Immediately she becomes concerned, since she knows that the plan only covers
employees of Exterminator, Inc.
She discovers that both companies are wholly owned by the same two
individuals. Since this is a situation in which the employees must be
aggregated, the profit sharing plan could be disqualified if it cannot
satisfy minimum coverage after counting the excluded employees of Bug, Inc.
As failure to identify required aggregation can result in plan
disqualification, employers need a basic understanding of these rules.
The Rules
There are several aggregation rules. The controlled group rules require
aggregation of employers that have a sufficient amount of common ownership,
and the affiliated service group rules apply to other situations in which
related businesses work together to provide goods or services to the public.
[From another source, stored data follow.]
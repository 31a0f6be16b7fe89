use std::path::PathBuf;

use thiserror::Error;

#[derive(Error, Debug)]
pub enum PsshError {
    #[error("Error retrieving node list from master host: {host} ({detail})")]
    InventoryParse { host: String, detail: String },
    #[error("Could not connect to the puppet master host: {host} ({source})")]
    InventoryUnreachable {
        host: String,
        #[source]
        source: reqwest::Error,
    },
    #[error(
        "parallel-ssh command not found in {}. Install it or use --pssh-path argument.",
        .0.display()
    )]
    ExecutorNotFound(PathBuf),
    #[error("Invalid match pattern: {0}")]
    InvalidPattern(#[from] regex::Error),
    #[error("Invalid nameserver address: {0}")]
    InvalidNameserver(String),
    #[error("Failed to access host list {}: {source}", path.display())]
    HostList {
        path: PathBuf,
        #[source]
        source: std::io::Error,
    },
    #[error("Failed to execute local command: {0}")]
    Spawn(#[source] std::io::Error),
    #[error("Failed to write output: {0}")]
    Output(#[source] std::io::Error),
    #[error("Interrupted while parallel-ssh was running")]
    Interrupted,
}
//! Printing what `list` and `count-nodes` found.

use std::io::Write;

use crate::config::ListArgs;
use crate::error::PsshError;
use crate::inventory::{InventoryClient, NodeCount, NodeStatus};
use crate::log::Logger;
use crate::resolve::fact_to_string;

/// Printed in place of a fact the node doesn't have.
pub const FACT_NOT_FOUND: &str = "fact_not_found";

#[derive(Debug, Clone, PartialEq, Eq)]
pub enum ReportMode {
    Plain,
    AllFacts,
    Fact(String),
    /// Nodes having at least one of these facts.
    WithFacts(Vec<String>),
    Status,
}

impl From<&ListArgs> for ReportMode {
    fn from(args: &ListArgs) -> Self {
        if args.status {
            ReportMode::Status
        } else if args.all_facts {
            ReportMode::AllFacts
        } else if let Some(fact) = &args.fact {
            ReportMode::Fact(fact.clone())
        } else if let Some(facts) = &args.with_facts {
            ReportMode::WithFacts(facts.iter().map(|f| f.trim().to_string()).collect())
        } else {
            ReportMode::Plain
        }
    }
}

pub struct Reporter<'a, W> {
    out: W,
    client: &'a InventoryClient,
}

impl<'a, W: Write> Reporter<'a, W> {
    pub fn new(out: W, client: &'a InventoryClient) -> Self {
        Self { out, client }
    }

    pub fn into_inner(self) -> W {
        self.out
    }

    /// Non-plain modes query PuppetDB once per node, one node at a time.
    pub async fn report(
        &mut self,
        mode: &ReportMode,
        nodes: &[String],
        log: &Logger,
    ) -> Result<(), PsshError> {
        if !matches!(mode, ReportMode::Plain) {
            log.debug(format!("Querying {} nodes one by one", nodes.len()));
        }
        for node in nodes {
            match mode {
                ReportMode::Plain => self.line(node)?,
                ReportMode::AllFacts => {
                    let facts = self.client.facts(node).await?;
                    let pretty = serde_json::to_string_pretty(&facts).map_err(|e| {
                        PsshError::InventoryParse {
                            host: node.clone(),
                            detail: e.to_string(),
                        }
                    })?;
                    self.line(node)?;
                    self.line(&pretty)?;
                }
                ReportMode::Fact(name) => {
                    let facts = self.client.facts(node).await?;
                    let value = facts
                        .get(name)
                        .map(fact_to_string)
                        .unwrap_or_else(|| FACT_NOT_FOUND.to_string());
                    self.line(node)?;
                    self.line(&format!("  {}: {}", name, value))?;
                }
                ReportMode::WithFacts(wanted) => {
                    let facts = self.client.facts(node).await?;
                    if wanted.iter().any(|f| facts.contains_key(f)) {
                        self.line(node)?;
                    }
                }
                ReportMode::Status => {
                    let status = self.client.status(node).await?;
                    self.line(node)?;
                    self.line(&format_status(&status))?;
                }
            }
        }
        self.out.flush().map_err(PsshError::Output)
    }

    pub fn count(&mut self, count: &NodeCount) -> Result<(), PsshError> {
        self.line(&format!("active: {}", count.active))?;
        self.line(&format!("deactivated: {}", count.deactivated))?;
        self.line(&format!("total: {}", count.total()))
    }

    fn line(&mut self, text: &str) -> Result<(), PsshError> {
        writeln!(self.out, "{}", text).map_err(PsshError::Output)
    }
}

/// The labeled status lines printed under a node name.
pub fn format_status(status: &NodeStatus) -> String {
    let deactivated = match &status.deactivated {
        Some(when) => format!("yes ({})", when),
        None => "no".to_string(),
    };
    let never = "never";
    format!(
        "  deactivated: {}\n  catalog_timestamp: {}\n  facts_timestamp: {}",
        deactivated,
        status.catalog_timestamp.as_deref().unwrap_or(never),
        status.facts_timestamp.as_deref().unwrap_or(never),
    )
}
When either rule applies, aggregated employers are treated as one entity
for most qualified plan rules. Specifically, such organizations must be
combined for purposes of the coverage requirements, nondiscrimination
provisions, vesting requirements, maximum limitations on benefits and
contributions, compensation limitations and top heavy requirements. Both
rules apply to corporations and "trades and businesses," including
partnerships, proprietorships, estates and trusts.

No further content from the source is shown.